What is expected:
What you give back should be exactly the opening lines of the data, ending with the line that contains "use metrics::counter;" and including it.

Available data:
// ============================
// crates/relay-lib/src/relay.rs
// ============================
//! Signaling relay between the two members of a match.
//!
//! Destinations are always derived from the match record, never from the
//! client-supplied `to` hint; a mismatching hint is an integrity violation.
//! Delivery happens under the match lock, so each sender's frames reach the
//! counterpart in call order and buffered candidates flush before any
//! directly delivered ones.

use crate::error::RelayError;
use crate::matches::{MatchRecord, MatchState};
use crate::metrics::{RELAY_BUFFERED, RELAY_FORWARDED};
use crate::AppState;
use metrics::counter;
use pairlink_common::{ParticipantId, ServerMessage};
use parking_lot::Mutex;
use std::sync::Arc;
use tracing::{debug, error};

/// How a relayed frame left the relay.
#[derive(Debug, Clone, Copy, PartialEq, Eq)]
pub enum Delivery {
    Sent,
    Buffered,
}

fn live_record(
    state: &AppState,
    sender: ParticipantId,
) -> Result<Arc<Mutex<MatchRecord>>, RelayError> {
    state
        .matches
        .live_match_of(sender)
        .map(|(_, record)| record)
        .ok_or(RelayError::NoActiveMatch)
}

/// The counterpart is always derived from the match; the client's `to`
/// hint is only checked, never routed on.
fn check_target(
    record: &MatchRecord,
    sender: ParticipantId,
    to: Option<ParticipantId>,
) -> Result<ParticipantId, RelayError> {
    let counterpart = record
        .counterpart_of(sender)
        .ok_or(RelayError::NoActiveMatch)?;

    if let Some(target) = to {
        if target != counterpart {
            error!(
                match_id = %record.id,
                %sender,
                %target,
                "payload addressed outside the match"
            );
            return Err(RelayError::NotCounterpart);
        }
    }
    Ok(counterpart)
}

/// Forward a connection offer. Valid only while the match is awaiting one.
pub fn forward_offer(
    state: &AppState,
    sender: ParticipantId,
    sdp: serde_json::Value,
    to: Option<ParticipantId>,
) -> Result<Delivery, RelayError> {
    let record = live_record(state, sender)?;
    let mut record = record.lock();

    if record.state == MatchState::Ended {
        return Err(RelayError::NoActiveMatch);
    }
    let counterpart = check_target(&record, sender, to)?;

    if record.state != MatchState::PendingOffer {
        return Err(RelayError::InvalidState(
            "offer is only valid before the call is established".to_string(),
        ));
    }

    record.last_offer_from = Some(sender);
    deliver(state, counterpart, ServerMessage::SendOffer { sdp });
    Ok(Delivery::Sent)
}

/// Forward a connection answer and establish the call. The side that sent
/// the most recent offer cannot answer it (glare).
pub fn forward_answer(
    state: &AppState,
    sender: ParticipantId,
    sdp: serde_json::Value,
    to: Option<ParticipantId>,
) -> Result<Delivery, RelayError> {
    let record = live_record(state, sender)?;
    let mut record = record.lock();

    if record.state == MatchState::Ended {
        return Err(RelayError::NoActiveMatch);
    }
    let counterpart = check_target(&record, sender, to)?;

    match record.last_offer_from {
        None => {
            return Err(RelayError::InvalidState(
                "answer without a prior offer".to_string(),
            ));
        },
        Some(from) if from == sender => {
            return Err(RelayError::InvalidState(
                "the offering side cannot answer its own offer".to_string(),
            ));
        },
        Some(_) => {},
    }

    record.state = MatchState::InCall;
    deliver(state, counterpart, ServerMessage::SendAnswer { sdp });
    Ok(Delivery::Sent)
}

/// Forward a network-path candidate. Buffered until the counterpart has
/// applied its remote description, then flushed in arrival order.
pub fn forward_candidate(
    state: &AppState,
    sender: ParticipantId,
    candidate: serde_json::Value,
    to: Option<ParticipantId>,
) -> Result<Delivery, RelayError> {
    let record = live_record(state, sender)?;
    let mut record = record.lock();

    if record.state == MatchState::Ended {
        return Err(RelayError::NoActiveMatch);
    }
    let counterpart = check_target(&record, sender, to)?;

    if record.applied_for(counterpart) {
        deliver(state, counterpart, ServerMessage::SendCandidate { candidate });
        Ok(Delivery::Sent)
    } else {
        record.buffer_for(counterpart, candidate);
        counter!(RELAY_BUFFERED).increment(1);
        debug!(match_id = %record.id, %sender, "candidate buffered");
        Ok(Delivery::Buffered)
    }
}

/// Forward a chat line. Valid in any non-ended state; never persisted.
pub fn forward_chat(
    state: &AppState,
    sender: ParticipantId,
    text: String,
    to: Option<ParticipantId>,
) -> Result<Delivery, RelayError> {
    let record = live_record(state, sender)?;
    let record = record.lock();

    if record.state == MatchState::Ended {
        return Err(RelayError::NoActiveMatch);
    }
    let counterpart = check_target(&record, sender, to)?;

    deliver(state, counterpart, ServerMessage::SendText { text });
    Ok(Delivery::Sent)
}

/// The sender applied its remote description: flush the candidates queued
/// for it and deliver future ones directly.
pub fn description_applied(
    state: &AppState,
    sender: ParticipantId,
) -> Result<usize, RelayError> {
    let record = live_record(state, sender)?;
    let mut record = record.lock();

    if record.state == MatchState::Ended {
        return Err(RelayError::NoActiveMatch);
    }

    let flushed = record.mark_applied(sender);
    let count = flushed.len();
    for candidate in flushed {
        deliver(state, sender, ServerMessage::SendCandidate { candidate });
    }
    if count > 0 {
        debug!(match_id = %record.id, participant = %sender, count, "candidate buffer flushed");
    }
    Ok(count)
}

fn deliver(state: &AppState, to: ParticipantId, msg: ServerMessage) {
    counter!(RELAY_FORWARDED).increment(1);
    // A counterpart that vanished mid-send is a teardown race; its match is
    // about to be ended by the disconnect path.
    if let Err(err) = state.registry.send_to(to, msg) {
        debug!(%to, %err, "relay target gone, frame dropped");
    }
}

Answer to this exercise:
// ============================
// crates/relay-lib/src/relay.rs
// ============================
//! Signaling relay between the two members of a match.
//!
//! Destinations are always derived from the match record, never from the
//! client-supplied `to` hint; a mismatching hint is an integrity violation.
//! Delivery happens under the match lock, so each sender's frames reach the
//! counterpart in call order and buffered candidates flush before any
//! directly delivered ones.

use crate::error::RelayError;
use crate::matches::{MatchRecord, MatchState};
use crate::metrics::{RELAY_BUFFERED, RELAY_FORWARDED};
use crate::AppState;
use metrics::counter;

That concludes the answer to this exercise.